Reproduce the material that follows exactly, with no line left out.

──────── Data for processing ────────

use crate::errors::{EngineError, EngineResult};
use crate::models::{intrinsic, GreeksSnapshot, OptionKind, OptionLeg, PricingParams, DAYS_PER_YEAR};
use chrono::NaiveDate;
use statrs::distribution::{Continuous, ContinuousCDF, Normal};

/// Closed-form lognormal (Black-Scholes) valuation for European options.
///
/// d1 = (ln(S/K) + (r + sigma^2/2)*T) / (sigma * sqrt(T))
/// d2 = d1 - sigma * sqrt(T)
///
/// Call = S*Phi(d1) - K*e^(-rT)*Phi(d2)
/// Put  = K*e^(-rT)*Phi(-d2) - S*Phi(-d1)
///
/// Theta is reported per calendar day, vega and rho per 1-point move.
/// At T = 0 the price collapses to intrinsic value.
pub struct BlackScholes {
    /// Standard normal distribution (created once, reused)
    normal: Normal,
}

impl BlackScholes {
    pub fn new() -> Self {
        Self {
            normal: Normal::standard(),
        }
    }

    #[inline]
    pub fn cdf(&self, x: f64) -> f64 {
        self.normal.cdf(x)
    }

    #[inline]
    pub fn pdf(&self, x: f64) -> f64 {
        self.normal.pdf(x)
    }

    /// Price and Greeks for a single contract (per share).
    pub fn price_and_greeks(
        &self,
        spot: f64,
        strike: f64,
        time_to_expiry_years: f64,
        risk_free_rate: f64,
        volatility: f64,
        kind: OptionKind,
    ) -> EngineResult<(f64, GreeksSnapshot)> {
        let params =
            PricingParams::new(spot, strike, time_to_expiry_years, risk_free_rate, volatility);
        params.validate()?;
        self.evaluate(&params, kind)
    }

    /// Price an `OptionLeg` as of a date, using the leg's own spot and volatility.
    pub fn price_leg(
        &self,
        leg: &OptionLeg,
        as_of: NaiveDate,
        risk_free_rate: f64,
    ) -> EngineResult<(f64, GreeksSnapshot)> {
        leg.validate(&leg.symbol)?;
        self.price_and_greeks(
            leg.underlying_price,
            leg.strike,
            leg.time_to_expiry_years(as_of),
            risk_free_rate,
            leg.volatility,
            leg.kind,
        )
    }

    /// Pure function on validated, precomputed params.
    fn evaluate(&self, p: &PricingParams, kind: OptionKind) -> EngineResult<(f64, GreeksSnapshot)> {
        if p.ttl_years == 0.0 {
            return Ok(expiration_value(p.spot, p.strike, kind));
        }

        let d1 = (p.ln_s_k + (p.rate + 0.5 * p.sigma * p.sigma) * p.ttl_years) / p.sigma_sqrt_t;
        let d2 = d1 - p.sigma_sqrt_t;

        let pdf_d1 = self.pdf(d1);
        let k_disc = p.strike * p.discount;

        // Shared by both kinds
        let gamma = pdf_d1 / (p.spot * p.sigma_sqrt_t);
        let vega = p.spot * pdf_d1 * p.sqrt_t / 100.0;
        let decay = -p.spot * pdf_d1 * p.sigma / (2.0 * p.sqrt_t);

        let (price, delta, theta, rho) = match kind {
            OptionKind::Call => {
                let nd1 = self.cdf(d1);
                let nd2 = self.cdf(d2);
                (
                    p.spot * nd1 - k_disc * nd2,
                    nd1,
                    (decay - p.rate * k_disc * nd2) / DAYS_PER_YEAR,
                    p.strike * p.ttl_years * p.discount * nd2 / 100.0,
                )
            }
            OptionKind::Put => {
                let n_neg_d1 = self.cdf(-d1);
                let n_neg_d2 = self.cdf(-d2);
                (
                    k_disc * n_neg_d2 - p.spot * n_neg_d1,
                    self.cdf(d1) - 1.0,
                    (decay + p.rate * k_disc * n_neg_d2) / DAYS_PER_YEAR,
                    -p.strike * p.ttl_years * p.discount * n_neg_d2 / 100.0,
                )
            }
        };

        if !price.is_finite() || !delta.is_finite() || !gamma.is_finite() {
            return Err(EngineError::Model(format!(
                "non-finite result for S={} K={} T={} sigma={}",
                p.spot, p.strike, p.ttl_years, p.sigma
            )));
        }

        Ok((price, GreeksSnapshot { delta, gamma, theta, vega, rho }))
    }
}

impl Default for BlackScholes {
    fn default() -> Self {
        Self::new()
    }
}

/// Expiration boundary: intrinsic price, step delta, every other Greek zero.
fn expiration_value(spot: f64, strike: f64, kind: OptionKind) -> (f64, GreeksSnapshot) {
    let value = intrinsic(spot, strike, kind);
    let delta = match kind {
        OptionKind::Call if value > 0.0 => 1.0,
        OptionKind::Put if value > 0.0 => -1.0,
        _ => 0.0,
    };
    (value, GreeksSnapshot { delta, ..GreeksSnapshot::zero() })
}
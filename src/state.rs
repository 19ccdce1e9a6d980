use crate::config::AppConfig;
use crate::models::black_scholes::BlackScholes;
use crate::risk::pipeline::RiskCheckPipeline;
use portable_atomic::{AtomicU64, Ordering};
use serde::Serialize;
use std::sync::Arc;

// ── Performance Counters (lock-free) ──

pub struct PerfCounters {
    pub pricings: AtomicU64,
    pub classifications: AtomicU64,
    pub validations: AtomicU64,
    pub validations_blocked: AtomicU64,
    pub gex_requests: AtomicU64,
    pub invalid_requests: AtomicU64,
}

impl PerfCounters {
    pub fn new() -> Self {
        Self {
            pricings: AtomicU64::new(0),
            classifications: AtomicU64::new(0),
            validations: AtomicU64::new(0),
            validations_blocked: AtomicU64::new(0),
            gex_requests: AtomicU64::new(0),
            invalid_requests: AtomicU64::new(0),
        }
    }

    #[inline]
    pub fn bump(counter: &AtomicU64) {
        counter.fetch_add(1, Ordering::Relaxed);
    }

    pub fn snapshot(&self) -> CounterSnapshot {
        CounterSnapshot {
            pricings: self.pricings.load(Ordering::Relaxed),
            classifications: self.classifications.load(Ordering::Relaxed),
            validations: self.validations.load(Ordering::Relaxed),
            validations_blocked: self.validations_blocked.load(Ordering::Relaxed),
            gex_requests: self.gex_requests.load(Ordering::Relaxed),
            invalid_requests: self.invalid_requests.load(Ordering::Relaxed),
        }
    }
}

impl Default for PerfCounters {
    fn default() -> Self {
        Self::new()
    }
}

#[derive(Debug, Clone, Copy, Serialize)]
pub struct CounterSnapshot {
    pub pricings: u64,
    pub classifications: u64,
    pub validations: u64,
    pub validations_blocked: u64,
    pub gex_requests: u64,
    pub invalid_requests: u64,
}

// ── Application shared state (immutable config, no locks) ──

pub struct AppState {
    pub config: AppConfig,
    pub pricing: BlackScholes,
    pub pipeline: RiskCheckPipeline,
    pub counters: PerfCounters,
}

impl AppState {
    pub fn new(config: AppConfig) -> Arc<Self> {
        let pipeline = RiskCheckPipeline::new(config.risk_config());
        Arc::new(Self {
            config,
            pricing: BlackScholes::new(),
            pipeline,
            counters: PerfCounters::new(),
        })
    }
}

────────

Exercise output:
use crate::errors::{EngineError, EngineResult};
use crate::models::{intrinsic, GreeksSnapshot, OptionKind, OptionLeg, PricingParams, DAYS_PER_YEAR};
use chrono::NaiveDate;
use statrs::distribution::{Continuous, ContinuousCDF, Normal};

/// Closed-form lognormal (Black-Scholes) valuation for European options.
///
/// d1 = (ln(S/K) + (r + sigma^2/2)*T) / (sigma * sqrt(T))
/// d2 = d1 - sigma * sqrt(T)
///
/// Call = S*Phi(d1) - K*e^(-rT)*Phi(d2)
/// Put  = K*e^(-rT)*Phi(-d2) - S*Phi(-d1)
///
/// Theta is reported per calendar day, vega and rho per 1-point move.
/// At T = 0 the price collapses to intrinsic value.
pub struct BlackScholes {
    /// Standard normal distribution (created once, reused)
    normal: Normal,
}

impl BlackScholes {
    pub fn new() -> Self {
        Self {
            normal: Normal::standard(),
        }
    }

    #[inline]
    pub fn cdf(&self, x: f64) -> f64 {
        self.normal.cdf(x)
    }

    #[inline]
    pub fn pdf(&self, x: f64) -> f64 {
        self.normal.pdf(x)
    }

    /// Price and Greeks for a single contract (per share).
    pub fn price_and_greeks(
        &self,
        spot: f64,
        strike: f64,
        time_to_expiry_years: f64,
        risk_free_rate: f64,
        volatility: f64,
        kind: OptionKind,
    ) -> EngineResult<(f64, GreeksSnapshot)> {
        let params =
            PricingParams::new(spot, strike, time_to_expiry_years, risk_free_rate, volatility);
        params.validate()?;
        self.evaluate(&params, kind)
    }

    /// Price an `OptionLeg` as of a date, using the leg's own spot and volatility.
    pub fn price_leg(
        &self,
        leg: &OptionLeg,
        as_of: NaiveDate,
        risk_free_rate: f64,
    ) -> EngineResult<(f64, GreeksSnapshot)> {
        leg.validate(&leg.symbol)?;
        self.price_and_greeks(
            leg.underlying_price,
            leg.strike,
            leg.time_to_expiry_years(as_of),
            risk_free_rate,
            leg.volatility,
            leg.kind,
        )
    }

    /// Pure function on validated, precomputed params.
    fn evaluate(&self, p: &PricingParams, kind: OptionKind) -> EngineResult<(f64, GreeksSnapshot)> {
        if p.ttl_years == 0.0 {
            return Ok(expiration_value(p.spot, p.strike, kind));
        }

        let d1 = (p.ln_s_k + (p.rate + 0.5 * p.sigma * p.sigma) * p.ttl_years) / p.sigma_sqrt_t;
        let d2 = d1 - p.sigma_sqrt_t;

        let pdf_d1 = self.pdf(d1);
        let k_disc = p.strike * p.discount;

        // Shared by both kinds
        let gamma = pdf_d1 / (p.spot * p.sigma_sqrt_t);
        let vega = p.spot * pdf_d1 * p.sqrt_t / 100.0;
        let decay = -p.spot * pdf_d1 * p.sigma / (2.0 * p.sqrt_t);

        let (price, delta, theta, rho) = match kind {
            OptionKind::Call => {
                let nd1 = self.cdf(d1);
                let nd2 = self.cdf(d2);
                (
                    p.spot * nd1 - k_disc * nd2,
                    nd1,
                    (decay - p.rate * k_disc * nd2) / DAYS_PER_YEAR,
                    p.strike * p.ttl_years * p.discount * nd2 / 100.0,
                )
            }
            OptionKind::Put => {
                let n_neg_d1 = self.cdf(-d1);
                let n_neg_d2 = self.cdf(-d2);
                (
                    k_disc * n_neg_d2 - p.spot * n_neg_d1,
                    self.cdf(d1) - 1.0,
                    (decay + p.rate * k_disc * n_neg_d2) / DAYS_PER_YEAR,
                    -p.strike * p.ttl_years * p.discount * n_neg_d2 / 100.0,
                )
            }
        };

        if !price.is_finite() || !delta.is_finite() || !gamma.is_finite() {
            return Err(EngineError::Model(format!(
                "non-finite result for S={} K={} T={} sigma={}",
                p.spot, p.strike, p.ttl_years, p.sigma
            )));
        }

        Ok((price, GreeksSnapshot { delta, gamma, theta, vega, rho }))
    }
}

impl Default for BlackScholes {
    fn default() -> Self {
        Self::new()
    }
}

/// Expiration boundary: intrinsic price, step delta, every other Greek zero.
fn expiration_value(spot: f64, strike: f64, kind: OptionKind) -> (f64, GreeksSnapshot) {
    let value = intrinsic(spot, strike, kind);
    let delta = match kind {
        OptionKind::Call if value > 0.0 => 1.0,
        OptionKind::Put if value > 0.0 => -1.0,
        _ => 0.0,
    };
    (value, GreeksSnapshot { delta, ..GreeksSnapshot::zero() })
}
filename src/state.rs
repository 19ccdce1e9a6d980
use crate::config::AppConfig;
use crate::models::black_scholes::BlackScholes;
use crate::risk::pipeline::RiskCheckPipeline;
use portable_atomic::{AtomicU64, Ordering};
use serde::Serialize;
use std::sync::Arc;

// ── Performance Counters (lock-free) ──

pub struct PerfCounters {
    pub pricings: AtomicU64,
    pub classifications: AtomicU64,
    pub validations: AtomicU64,
    pub validations_blocked: AtomicU64,
    pub gex_requests: AtomicU64,
    pub invalid_requests: AtomicU64,
}

impl PerfCounters {
    pub fn new() -> Self {
        Self {
            pricings: AtomicU64::new(0),
            classifications: AtomicU64::new(0),
            validations: AtomicU64::new(0),
            validations_blocked: AtomicU64::new(0),
            gex_requests: AtomicU64::new(0),
            invalid_requests: AtomicU64::new(0),
        }
    }

    #[inline]
    pub fn bump(counter: &AtomicU64) {
        counter.fetch_add(1, Ordering::Relaxed);
    }

    pub fn snapshot(&self) -> CounterSnapshot {
        CounterSnapshot {
            pricings: self.pricings.load(Ordering::Relaxed),
            classifications: self.classifications.load(Ordering::Relaxed),
            validations: self.validations.load(Ordering::Relaxed),
            validations_blocked: self.validations_blocked.load(Ordering::Relaxed),
            gex_requests: self.gex_requests.load(Ordering::Relaxed),
            invalid_requests: self.invalid_requests.load(Ordering::Relaxed),
        }
    }
}

impl Default for PerfCounters {
    fn default() -> Self {
        Self::new()
    }
}

#[derive(Debug, Clone, Copy, Serialize)]
pub struct CounterSnapshot {
    pub pricings: u64,
    pub classifications: u64,
    pub validations: u64,
    pub validations_blocked: u64,
    pub gex_requests: u64,
    pub invalid_requests: u64,
}

// ── Application shared state (immutable config, no locks) ──

pub struct AppState {
    pub config: AppConfig,
    pub pricing: BlackScholes,
    pub pipeline: RiskCheckPipeline,
    pub counters: PerfCounters,
}

impl AppState {
    pub fn new(config: AppConfig) -> Arc<Self> {
        let pipeline = RiskCheckPipeline::new(config.risk_config());
        Arc::new(Self {
            config,
            pricing: BlackScholes::new(),
            pipeline,
            counters: PerfCounters::new(),
        })
    }
}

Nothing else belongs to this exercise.